[Saved entries]
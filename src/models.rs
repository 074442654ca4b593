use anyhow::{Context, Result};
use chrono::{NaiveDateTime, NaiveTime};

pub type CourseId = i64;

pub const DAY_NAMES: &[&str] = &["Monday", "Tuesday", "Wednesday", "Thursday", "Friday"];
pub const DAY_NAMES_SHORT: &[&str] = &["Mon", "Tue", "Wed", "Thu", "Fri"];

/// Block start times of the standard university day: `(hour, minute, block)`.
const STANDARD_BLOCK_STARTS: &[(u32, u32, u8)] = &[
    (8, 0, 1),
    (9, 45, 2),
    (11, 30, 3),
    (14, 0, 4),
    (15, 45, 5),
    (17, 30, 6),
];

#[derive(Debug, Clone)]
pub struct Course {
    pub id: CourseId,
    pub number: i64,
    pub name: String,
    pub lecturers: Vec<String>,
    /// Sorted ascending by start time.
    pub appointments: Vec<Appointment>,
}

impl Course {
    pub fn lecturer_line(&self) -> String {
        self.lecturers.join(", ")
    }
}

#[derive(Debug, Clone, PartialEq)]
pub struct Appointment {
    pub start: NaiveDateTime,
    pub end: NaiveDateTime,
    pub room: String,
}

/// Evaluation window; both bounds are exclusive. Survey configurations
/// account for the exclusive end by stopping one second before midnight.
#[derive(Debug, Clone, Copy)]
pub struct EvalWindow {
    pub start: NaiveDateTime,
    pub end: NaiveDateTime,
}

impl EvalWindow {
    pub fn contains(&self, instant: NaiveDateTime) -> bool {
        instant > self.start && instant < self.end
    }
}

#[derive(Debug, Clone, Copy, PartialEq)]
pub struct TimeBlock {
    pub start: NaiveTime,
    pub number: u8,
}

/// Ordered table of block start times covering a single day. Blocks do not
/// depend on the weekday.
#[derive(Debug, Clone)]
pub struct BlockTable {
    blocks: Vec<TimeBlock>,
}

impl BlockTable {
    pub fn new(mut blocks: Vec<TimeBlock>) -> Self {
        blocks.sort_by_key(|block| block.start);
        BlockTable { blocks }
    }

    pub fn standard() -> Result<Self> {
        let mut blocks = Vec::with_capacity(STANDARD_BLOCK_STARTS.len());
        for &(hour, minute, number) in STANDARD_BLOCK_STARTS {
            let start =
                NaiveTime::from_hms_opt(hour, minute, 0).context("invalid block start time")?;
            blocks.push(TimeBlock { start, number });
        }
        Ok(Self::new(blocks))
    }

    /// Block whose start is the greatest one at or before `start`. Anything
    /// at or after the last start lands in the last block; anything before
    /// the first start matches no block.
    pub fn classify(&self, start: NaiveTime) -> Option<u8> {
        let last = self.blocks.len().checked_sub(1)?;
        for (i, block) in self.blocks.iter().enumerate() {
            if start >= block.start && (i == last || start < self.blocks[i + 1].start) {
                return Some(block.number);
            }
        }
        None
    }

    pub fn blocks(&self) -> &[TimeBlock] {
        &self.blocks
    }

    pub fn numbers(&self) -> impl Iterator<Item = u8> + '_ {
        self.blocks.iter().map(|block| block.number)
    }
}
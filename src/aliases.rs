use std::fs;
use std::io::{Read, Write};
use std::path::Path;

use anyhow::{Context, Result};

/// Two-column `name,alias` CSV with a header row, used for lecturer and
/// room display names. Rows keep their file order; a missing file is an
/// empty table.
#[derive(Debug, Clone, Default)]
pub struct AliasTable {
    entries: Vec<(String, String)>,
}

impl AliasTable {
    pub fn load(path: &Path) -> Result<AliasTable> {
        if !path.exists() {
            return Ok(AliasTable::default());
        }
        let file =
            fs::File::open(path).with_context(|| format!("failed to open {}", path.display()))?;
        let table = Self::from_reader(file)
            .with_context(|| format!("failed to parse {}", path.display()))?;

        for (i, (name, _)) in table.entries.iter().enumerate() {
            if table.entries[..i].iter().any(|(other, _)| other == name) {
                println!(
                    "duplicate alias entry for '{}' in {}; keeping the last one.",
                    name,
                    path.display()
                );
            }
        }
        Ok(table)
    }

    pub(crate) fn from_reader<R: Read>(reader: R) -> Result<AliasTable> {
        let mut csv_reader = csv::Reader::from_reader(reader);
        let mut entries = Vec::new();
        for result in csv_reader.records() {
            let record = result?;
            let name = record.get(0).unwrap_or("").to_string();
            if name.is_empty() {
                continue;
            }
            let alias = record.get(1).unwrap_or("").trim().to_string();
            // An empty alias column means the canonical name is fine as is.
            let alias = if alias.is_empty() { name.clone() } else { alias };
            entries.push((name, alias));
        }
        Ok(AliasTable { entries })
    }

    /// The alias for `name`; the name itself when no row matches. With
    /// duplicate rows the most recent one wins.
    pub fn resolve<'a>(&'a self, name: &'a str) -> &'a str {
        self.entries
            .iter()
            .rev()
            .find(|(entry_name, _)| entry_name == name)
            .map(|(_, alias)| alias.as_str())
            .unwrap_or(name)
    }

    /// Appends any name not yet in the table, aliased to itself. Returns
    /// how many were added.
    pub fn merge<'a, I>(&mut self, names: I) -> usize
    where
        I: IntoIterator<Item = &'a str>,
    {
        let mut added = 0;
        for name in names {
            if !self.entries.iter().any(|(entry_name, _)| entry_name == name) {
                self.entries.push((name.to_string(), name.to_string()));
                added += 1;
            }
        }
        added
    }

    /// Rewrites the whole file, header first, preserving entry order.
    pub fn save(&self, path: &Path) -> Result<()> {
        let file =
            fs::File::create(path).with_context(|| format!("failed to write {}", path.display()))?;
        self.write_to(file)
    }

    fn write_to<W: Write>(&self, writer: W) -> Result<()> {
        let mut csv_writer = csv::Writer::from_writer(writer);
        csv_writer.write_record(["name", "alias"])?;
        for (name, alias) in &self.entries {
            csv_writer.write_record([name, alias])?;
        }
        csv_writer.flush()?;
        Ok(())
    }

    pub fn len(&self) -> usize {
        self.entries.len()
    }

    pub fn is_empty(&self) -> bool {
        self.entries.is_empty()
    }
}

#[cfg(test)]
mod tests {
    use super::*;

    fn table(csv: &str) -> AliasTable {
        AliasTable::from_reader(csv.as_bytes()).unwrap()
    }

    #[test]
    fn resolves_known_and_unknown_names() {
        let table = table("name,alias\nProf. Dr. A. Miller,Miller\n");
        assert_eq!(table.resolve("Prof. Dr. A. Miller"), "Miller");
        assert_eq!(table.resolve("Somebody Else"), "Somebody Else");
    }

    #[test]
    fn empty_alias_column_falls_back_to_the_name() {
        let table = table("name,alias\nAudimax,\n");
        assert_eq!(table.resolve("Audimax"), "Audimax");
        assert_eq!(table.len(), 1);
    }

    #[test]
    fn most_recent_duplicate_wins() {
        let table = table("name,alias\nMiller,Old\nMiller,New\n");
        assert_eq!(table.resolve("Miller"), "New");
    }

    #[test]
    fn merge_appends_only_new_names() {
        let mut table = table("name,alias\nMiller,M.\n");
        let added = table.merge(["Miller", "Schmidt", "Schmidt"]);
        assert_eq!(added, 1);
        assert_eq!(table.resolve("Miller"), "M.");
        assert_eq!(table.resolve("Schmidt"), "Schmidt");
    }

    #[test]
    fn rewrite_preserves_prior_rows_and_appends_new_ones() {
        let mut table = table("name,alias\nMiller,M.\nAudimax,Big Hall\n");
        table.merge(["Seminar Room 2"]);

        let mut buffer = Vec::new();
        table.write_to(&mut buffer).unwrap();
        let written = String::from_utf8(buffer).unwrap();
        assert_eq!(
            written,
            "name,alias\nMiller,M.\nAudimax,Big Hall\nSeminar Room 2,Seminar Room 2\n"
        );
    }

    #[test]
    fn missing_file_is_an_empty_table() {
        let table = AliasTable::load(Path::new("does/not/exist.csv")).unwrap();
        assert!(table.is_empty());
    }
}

Instructions for the task:
The lines to extract from the data above begin with the line containing "if start >= block.start" and end with the line containing "if table.entries[..i].iter().any(|(other, _)|". Extract them exactly, including both.

Task answer:
            if start >= block.start && (i == last || start < self.blocks[i + 1].start) {
                return Some(block.number);
            }
        }
        None
    }

    pub fn blocks(&self) -> &[TimeBlock] {
        &self.blocks
    }

    pub fn numbers(&self) -> impl Iterator<Item = u8> + '_ {
        self.blocks.iter().map(|block| block.number)
    }
}
filename src/aliases.rs
use std::fs;
use std::io::{Read, Write};
use std::path::Path;

use anyhow::{Context, Result};

/// Two-column `name,alias` CSV with a header row, used for lecturer and
/// room display names. Rows keep their file order; a missing file is an
/// empty table.
#[derive(Debug, Clone, Default)]
pub struct AliasTable {
    entries: Vec<(String, String)>,
}

impl AliasTable {
    pub fn load(path: &Path) -> Result<AliasTable> {
        if !path.exists() {
            return Ok(AliasTable::default());
        }
        let file =
            fs::File::open(path).with_context(|| format!("failed to open {}", path.display()))?;
        let table = Self::from_reader(file)
            .with_context(|| format!("failed to parse {}", path.display()))?;

        for (i, (name, _)) in table.entries.iter().enumerate() {
            if table.entries[..i].iter().any(|(other, _)| other == name) {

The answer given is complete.